First, the Commission should evaluate this proposed rulemaking versus other competing priorities.  The Commission must, of course, conform its rules with changes in the statute and judicial orders.  We appreciate that the Commission last year adopted a final rule to conform to the decision in McCutcheon v. FEC, 134 S. Ct. 1434 (2014), and took steps to conform its rules to the decision in Citizens United v. FEC, 558 U.S. 310 (2010).

There are other, major gaps in Commission rules that remain to be addressed:

  • The Commission has not yet revised its rules to account for so-called “Super PACs” in the wake of the decision of the United States Court of Appeals for the District of Columbia Circuit in SpeechNow.org v. FEC, 599 F.3d 686 (D.C. Cir. 2010) (en banc).
  • The Commission also has yet to revise its rules to account for so-called “hybrid PACs” following the United States District Court for the District of Columbia’s decision in Carey v. FEC, 791 F. Supp. 2d 121 (D.D.C. 2011).
  • In November 2014, the United States District Court for the District of Columbia vacated and remanded Commission rules governing the disclosure of electioneering communications in Van Hollen v. FEC, No. CV 11-0766, 2014 WL 6657240 (D.D.C. Nov. 25, 2014).  While a private intervenor is appealing the court’s order, the Commission is not.  And, however the case is decided on appeal, the rules governing disclosure of independent expenditures and electioneering communications by persons other than political committees will remain a confusing, asymmetrical tangle unless Congress or the Commission acts.
  • In December 2014, Congress enacted amendments to the Federal Election Campaign Act of 1971 that changed the contribution limits for national political party committees, partly so that they may finance presidential nominating conventions without public funds.  See Consolidated and Further Continuing Appropriations Act, 2015, Pub. L. No. 113-235, § 101 (2014).In that same law, Congress also established building and recount accounts for the national parties.  Commission rules will have to be revised and conformed to these developments in the law.

Thus, there are a number of subjects on which the Commission, rather than considering whether it is advisable to add rules, mustchange the rules to comply with court orders, or to avoid major gaps between the current rules and actual practice.  Some of these subjects directly affect the “collection and presentation of campaign finance data.”  Id. at 62,363.  Sound administrative practice suggests that the Commission should turn to these subjects first.

Second, the areas addressed by the advance notice of proposed rulemaking all share certain attributes that should cause the Commission to act judiciously when proposing or making changes to the rules.  In particular, the earmarking, affiliation and joint fundraising rules involve very complex areas of law that have developed over decades, and in which the politically active have a strong reliance interest, having organized themselves around them.

The earmarking rules affect not simply how political parties and PACs collect and forward contributions from their adherents to candidates, but also how candidates can motivate their adherents to support the parties and PACs.  The litigation in EMILY’s List v.

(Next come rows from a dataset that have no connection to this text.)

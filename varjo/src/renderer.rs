use rayon::prelude::*;
use serde::{Deserialize, Serialize};
use std::time::Instant;

use crate::{
    camera::{Camera, CameraParameters},
    film::{Film, FilmSettings},
    light::Lighting,
    material::Material,
    math::{Point2, Ray, Spectrum, Vec2, Vec3},
    result::{Intersection, RayStats},
    scene::SceneNode,
    varjo_info, EPSILON,
};

/// Per-render toggles that change what rays report.
#[derive(Copy, Clone, Debug, Default, Deserialize, Serialize)]
pub struct RenderConfig {
    /// Render mesh bounding boxes instead of their contents
    pub draw_bounding_boxes: bool,
    /// Substitute the highlight material on picked geometry
    pub highlight_picked: bool,
}

/// The image plus the intersection counters summed over every ray.
#[derive(Clone, Debug)]
pub struct RenderResult {
    pub film: Film,
    pub stats: RayStats,
}

/// Renders `root` seen through `camera_params` onto a new film.
///
/// Rows are traced in parallel; the scene is only read so no locking is
/// needed.
pub fn render(
    root: &SceneNode,
    film_settings: &FilmSettings,
    camera_params: &CameraParameters,
    lighting: &Lighting,
    config: &RenderConfig,
) -> Result<RenderResult, String> {
    let res = film_settings.res;
    if res.x == 0 || res.y == 0 {
        return Err(format!("Film resolution {}x{} is not positive", res.x, res.y));
    }
    if camera_params.fov_degrees <= 0.0 || camera_params.fov_degrees >= 180.0 {
        return Err(format!(
            "Vertical fov {} is outside (0, 180)",
            camera_params.fov_degrees
        ));
    }

    let camera = Camera::new(camera_params, film_settings);

    varjo_info!("Rendering {}x{}", res.x, res.y);
    let render_start = Instant::now();

    let rows: Vec<(Vec<Spectrum<f64>>, RayStats)> = (0..res.y)
        .into_par_iter()
        .map(|y| {
            let mut row = Vec::with_capacity(res.x as usize);
            let mut stats = RayStats::default();
            for x in 0..res.x {
                let (colour, pixel_stats) =
                    raytrace_pixel(Point2::new(x, y), res, &camera, root, lighting, config);
                stats.merge(pixel_stats);
                row.push(colour);
            }
            (row, stats)
        })
        .collect();

    let mut film = Film::new(res);
    let mut stats = RayStats::default();
    for (y, (row, row_stats)) in rows.iter().enumerate() {
        film.set_row(y as u32, row);
        stats.merge(*row_stats);
    }

    varjo_info!(
        "Render took {:.2}s, {} box checks, {} box hits, {} face tests",
        render_start.elapsed().as_secs_f64(),
        stats.bounding_box_checks,
        stats.bounding_box_hits,
        stats.face_tests
    );

    Ok(RenderResult { film, stats })
}

fn raytrace_pixel(
    p: Point2<u32>,
    res: Vec2<u32>,
    camera: &Camera,
    root: &SceneNode,
    lighting: &Lighting,
    config: &RenderConfig,
) -> (Spectrum<f64>, RayStats) {
    let ray = camera.ray(p);

    let result = root.find_intersections(&ray, config);
    let mut stats = result.stats;

    match nearest_hit(&ray, result.intersections) {
        Some(hit) => {
            let colour = shade(&hit, &ray, root, lighting, config, &mut stats);
            (colour, stats)
        }
        None => (
            gen_background(normalized(p.x, res.x), normalized(p.y, res.y)),
            stats,
        ),
    }
}

fn normalized(v: u32, extent: u32) -> f64 {
    if extent > 1 {
        (v as f64) / ((extent - 1) as f64)
    } else {
        0.0
    }
}

/// The hit with the smallest positive distance along `ray`, if any.
fn nearest_hit(ray: &Ray<f64>, intersections: Vec<Intersection>) -> Option<Intersection> {
    let d_len_sqr = ray.d.len_sqr();
    intersections
        .into_iter()
        .filter_map(|hit| {
            let t = (hit.p - ray.o).dot(ray.d) / d_len_sqr;
            (t > EPSILON).then_some((t, hit))
        })
        .min_by(|(t0, _), (t1, _)| t0.total_cmp(t1))
        .map(|(_, hit)| hit)
}

fn shade(
    hit: &Intersection,
    ray: &Ray<f64>,
    root: &SceneNode,
    lighting: &Lighting,
    config: &RenderConfig,
    stats: &mut RayStats,
) -> Spectrum<f64> {
    // Matte gray for geometry that was never given a material
    let fallback = Material::new(Spectrum::new(0.5, 0.5, 0.5), Spectrum::zeros(), 1.0);
    let material = hit.material.as_deref().unwrap_or(&fallback);

    let n = Vec3::from(hit.n).normalized();
    let v = -ray.d.normalized();

    let mut colour = lighting.ambient * material.diffuse;

    for light in &lighting.lights {
        let to_light = light.position - hit.p;
        let dist = to_light.len();
        if dist < EPSILON {
            continue;
        }
        let l = to_light / dist;

        // Offset along the normal so the shadow ray doesn't re-hit this
        // surface
        let shadow_ray = Ray::new(hit.p + n * EPSILON, l);
        let (occluded, shadow_stats) = raytrace_shadow(&shadow_ray, dist, root, config);
        stats.merge(shadow_stats);
        if occluded {
            continue;
        }

        let n_dot_l = n.dot(l);
        if n_dot_l <= 0.0 {
            continue;
        }

        let light_colour = light.attenuated(dist);
        colour += material.diffuse * light_colour * n_dot_l;

        let r = (n * (2.0 * n_dot_l) - l).normalized();
        let r_dot_v = r.dot(v);
        if r_dot_v > 0.0 {
            colour += material.specular * light_colour * r_dot_v.powf(material.shininess);
        }
    }

    colour
}

/// Checks if anything blocks `ray` before `light_dist`. `ray.d` is assumed
/// normalized.
fn raytrace_shadow(
    ray: &Ray<f64>,
    light_dist: f64,
    root: &SceneNode,
    config: &RenderConfig,
) -> (bool, RayStats) {
    let result = root.find_intersections(ray, config);
    let occluded = result.intersections.iter().any(|hit| {
        let t = (hit.p - ray.o).dot(ray.d);
        t > EPSILON && t < light_dist - EPSILON
    });
    (occluded, result.stats)
}

const BACKGROUND_ZENITH: Spectrum<f64> = Spectrum {
    r: 0.07,
    g: 0.07,
    b: 0.18,
};
const BACKGROUND_HORIZON: Spectrum<f64> = Spectrum {
    r: 0.45,
    g: 0.55,
    b: 0.75,
};

/// The deterministic backdrop for rays that hit nothing, as a function of
/// normalized pixel coordinates in `[0, 1]`. A vertical gradient from a dark
/// zenith to a pale horizon.
fn gen_background(_x: f64, y: f64) -> Spectrum<f64> {
    BACKGROUND_ZENITH.lerp(BACKGROUND_HORIZON, y)
}
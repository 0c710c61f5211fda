use std::ops::Mul;

use super::{
    common::FloatValueType, matrix::Matrix4x4, normal::Normal, point::Point3, ray::Ray,
    vector::Vec3,
};

// Based on Physically Based Rendering 3rd ed.
// http://www.pbr-book.org/3ed-2018/Geometry_and_Transforms/Transforms.html

/// An affine transform paired with its cached inverse.
///
/// The pair is kept in sync by construction; there is no way to mutate one
/// side without the other.
#[derive(Clone, Debug, PartialEq)]
pub struct Transform<T>
where
    T: FloatValueType,
{
    m: Matrix4x4<T>,
    m_inv: Matrix4x4<T>,
}

impl<T> Transform<T>
where
    T: FloatValueType,
{
    /// Creates a new `Transform` from raw [Matrix4x4] rows.
    pub fn new(m: [[T; 4]; 4]) -> Self {
        let m = Matrix4x4::new(m);
        Self::new_m(m)
    }

    /// Creates a new `Transform` from a [Matrix4x4].
    pub fn new_m(m: Matrix4x4<T>) -> Self {
        let m_inv = m.inverted();
        Self::new_full(m, m_inv)
    }

    /// Creates a new `Transform` from a [Matrix4x4] and its inverse.
    pub fn new_full(m: Matrix4x4<T>, m_inv: Matrix4x4<T>) -> Self {
        debug_assert!(!m.has_nans());
        debug_assert!(!m_inv.has_nans());
        Self { m, m_inv }
    }

    /// Creates a new identity `Transform`.
    pub fn default() -> Self {
        let m = Matrix4x4::identity();
        Self::new_full(m, m)
    }

    /// Returns a reference to the [Matrix4x4] of this `Transform`.
    pub fn m(&self) -> &Matrix4x4<T> {
        &self.m
    }

    /// Returns a reference to the inverse [Matrix4x4] of this `Transform`.
    pub fn m_inv(&self) -> &Matrix4x4<T> {
        &self.m_inv
    }

    /// Returns the inverse of this `Transform`.
    pub fn inverted(&self) -> Self {
        Self::new_full(self.m_inv, self.m)
    }

    /// Returns the transpose of this `Transform`.
    pub fn transposed(&self) -> Self {
        Self::new_full(self.m.transposed(), self.m_inv.transposed())
    }

    /// Checks if this `Transform` is the identity transform.
    pub fn is_identity(&self) -> bool {
        self.m == Matrix4x4::identity()
    }
}

impl<'a, T> Mul<Vec3<T>> for &'a Transform<T>
where
    T: FloatValueType,
{
    type Output = Vec3<T>;

    fn mul(self, other: Vec3<T>) -> Vec3<T> {
        let m = &self.m.m;
        let Vec3 { x, y, z } = other;
        Vec3::new(
            m[0][0] * x + m[0][1] * y + m[0][2] * z,
            m[1][0] * x + m[1][1] * y + m[1][2] * z,
            m[2][0] * x + m[2][1] * y + m[2][2] * z,
        )
    }
}

impl<'a, T> Mul<Point3<T>> for &'a Transform<T>
where
    T: FloatValueType,
{
    type Output = Point3<T>;

    fn mul(self, other: Point3<T>) -> Point3<T> {
        let m = &self.m.m;
        let Point3 { x, y, z } = other;
        let xp = m[0][0] * x + m[0][1] * y + m[0][2] * z + m[0][3];
        let yp = m[1][0] * x + m[1][1] * y + m[1][2] * z + m[1][3];
        let zp = m[2][0] * x + m[2][1] * y + m[2][2] * z + m[2][3];
        let wp = m[3][0] * x + m[3][1] * y + m[3][2] * z + m[3][3];
        if wp == T::one() {
            Point3::new(xp, yp, zp)
        } else {
            Point3::new(xp, yp, zp) / wp
        }
    }
}

impl<'a, T> Mul<Normal<T>> for &'a Transform<T>
where
    T: FloatValueType,
{
    type Output = Normal<T>;

    fn mul(self, other: Normal<T>) -> Normal<T> {
        let m_inv = &self.m_inv.m;
        let Normal { x, y, z } = other;
        // Transpose the inverse matrix through accesses
        Normal::new(
            m_inv[0][0] * x + m_inv[1][0] * y + m_inv[2][0] * z,
            m_inv[0][1] * x + m_inv[1][1] * y + m_inv[2][1] * z,
            m_inv[0][2] * x + m_inv[1][2] * y + m_inv[2][2] * z,
        )
    }
}

impl<'a, T> Mul<Ray<T>> for &'a Transform<T>
where
    T: FloatValueType,
{
    type Output = Ray<T>;

    fn mul(self, other: Ray<T>) -> Ray<T> {
        Ray::new(self * other.o, self * other.d)
    }
}

impl<'a, 'b, T> Mul<&'b Transform<T>> for &'a Transform<T>
where
    T: FloatValueType,
{
    type Output = Transform<T>;

    fn mul(self, other: &Transform<T>) -> Transform<T> {
        Transform::new_full(&self.m * &other.m, &other.m_inv * &self.m_inv)
    }
}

FEC,581 F.3d 1 (D.C. Cir. 2009)shows how over-eagerness to find support for a clearly identified candidate in a PAC’s fundraising appeal can result in a rule that is insufficiently tailored to meet First Amendment speech and association concerns.  The affiliation rules affect not simply anti-circumvention interests, but also associational freedoms: for example, they provide the framework within which the Commission imputes candidate and officeholder soft money fundraising restrictions to non-party, non-candidate groups.  Finally, the joint fundraising rules provide a transparent way for candidates and parties to solicit contributions together.

Wholesale changes in any one of these areas would require a substantial reordering of how candidates, parties and PACs now operate.  We are inclined to doubt that the advance notice of proposed rulemaking will elicit anecdotal or statistical evidence of a problem caused by McCutcheon, for which the solution would justify the cost of such changes at the present time.

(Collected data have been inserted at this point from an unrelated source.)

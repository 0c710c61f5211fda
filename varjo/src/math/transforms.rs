use super::{common::FloatValueType, matrix::Matrix4x4, point::Point3, transform::Transform, vector::Vec3};

// Based on Physically Based Rendering 3rd ed.
// http://www.pbr-book.org/3ed-2018/Geometry_and_Transforms/Transforms.html

/// Creates a new `Transform` that is a translation by `delta`.
pub fn translation<T>(delta: Vec3<T>) -> Transform<T>
where
    T: FloatValueType,
{
    let m = Matrix4x4::new([
        [T::one(), T::zero(), T::zero(), delta.x],
        [T::zero(), T::one(), T::zero(), delta.y],
        [T::zero(), T::zero(), T::one(), delta.z],
        [T::zero(), T::zero(), T::zero(), T::one()],
    ]);
    let m_inv = Matrix4x4::new([
        [T::one(), T::zero(), T::zero(), -delta.x],
        [T::zero(), T::one(), T::zero(), -delta.y],
        [T::zero(), T::zero(), T::one(), -delta.z],
        [T::zero(), T::zero(), T::zero(), T::one()],
    ]);

    Transform::new_full(m, m_inv)
}

/// Creates a new `Transform` that is a scaling by `x`, `y` and `z`.
pub fn scale<T>(x: T, y: T, z: T) -> Transform<T>
where
    T: FloatValueType,
{
    let m = Matrix4x4::new([
        [x, T::zero(), T::zero(), T::zero()],
        [T::zero(), y, T::zero(), T::zero()],
        [T::zero(), T::zero(), z, T::zero()],
        [T::zero(), T::zero(), T::zero(), T::one()],
    ]);
    let m_inv = Matrix4x4::new([
        [T::one() / x, T::zero(), T::zero(), T::zero()],
        [T::zero(), T::one() / y, T::zero(), T::zero()],
        [T::zero(), T::zero(), T::one() / z, T::zero()],
        [T::zero(), T::zero(), T::zero(), T::one()],
    ]);

    Transform::new_full(m, m_inv)
}

/// Creates a new `Transform` that is a rotation of `theta` radians around the x-axis.
pub fn rotation_x<T>(theta: T) -> Transform<T>
where
    T: FloatValueType,
{
    let cos_theta = theta.cos();
    let sin_theta = theta.sin();
    let m = Matrix4x4::new([
        [T::one(), T::zero(), T::zero(), T::zero()],
        [T::zero(), cos_theta, -sin_theta, T::zero()],
        [T::zero(), sin_theta, cos_theta, T::zero()],
        [T::zero(), T::zero(), T::zero(), T::one()],
    ]);

    Transform::new_full(m, m.transposed())
}

/// Creates a new `Transform` that is a rotation of `theta` radians around the y-axis.
pub fn rotation_y<T>(theta: T) -> Transform<T>
where
    T: FloatValueType,
{
    let cos_theta = theta.cos();
    let sin_theta = theta.sin();
    let m = Matrix4x4::new([
        [cos_theta, T::zero(), sin_theta, T::zero()],
        [T::zero(), T::one(), T::zero(), T::zero()],
        [-sin_theta, T::zero(), cos_theta, T::zero()],
        [T::zero(), T::zero(), T::zero(), T::one()],
    ]);

    Transform::new_full(m, m.transposed())
}

/// Creates a new `Transform` that is a rotation of `theta` radians around the z-axis.
pub fn rotation_z<T>(theta: T) -> Transform<T>
where
    T: FloatValueType,
{
    let cos_theta = theta.cos();
    let sin_theta = theta.sin();
    let m = Matrix4x4::new([
        [cos_theta, -sin_theta, T::zero(), T::zero()],
        [sin_theta, cos_theta, T::zero(), T::zero()],
        [T::zero(), T::zero(), T::one(), T::zero()],
        [T::zero(), T::zero(), T::zero(), T::one()],
    ]);

    Transform::new_full(m, m.transposed())
}

/// Creates a world-to-camera `Transform` with the camera at `pos` looking at
/// `target` with `up` as the up vector.
pub fn look_at<T>(pos: Point3<T>, target: Point3<T>, up: Vec3<T>) -> Transform<T>
where
    T: FloatValueType,
{
    let dir = (target - pos).normalized();
    let right = up.normalized().cross(dir).normalized();
    let new_up = dir.cross(right);
    let camera_to_world = Matrix4x4::new([
        [right.x, new_up.x, dir.x, pos.x],
        [right.y, new_up.y, dir.y, pos.y],
        [right.z, new_up.z, dir.z, pos.z],
        [T::zero(), T::zero(), T::zero(), T::one()],
    ]);

    Transform::new_full(camera_to_world.inverted(), camera_to_world)
}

Finally, the Commission should consider the asymmetrical impact that a rulemaking would have among the politically active.  After Citizens United, the world is divided even more sharply between entities which operate within FECA’s limits, restrictions and reporting requirements, and those which do not.  Changes to the earmarking, affiliation and joint fundraising rules would inevitably impact the former disproportionately, while doing little to provide more transparency about the latter’s financing.  Footnote 4 of the advance notice of proposed rulemaking neatly shows this: it states correctly that the earmarking rules and their “rationale do not apply to an independent expenditure-only political committee’s solicitations or any contributions it receives that are earmarked for specific independent expenditures.”  79 Fed. Reg. at 62,362 n.4 (brackets omitted).  While the Commission must lend force and effect to the statutes it enforces, it should move cautiously before further burdening the activities of candidates and committees that are already hard-pressed to compete with Super PACs, corporations and unregistered nonprofits under the constitutional and regulatory standards now in place.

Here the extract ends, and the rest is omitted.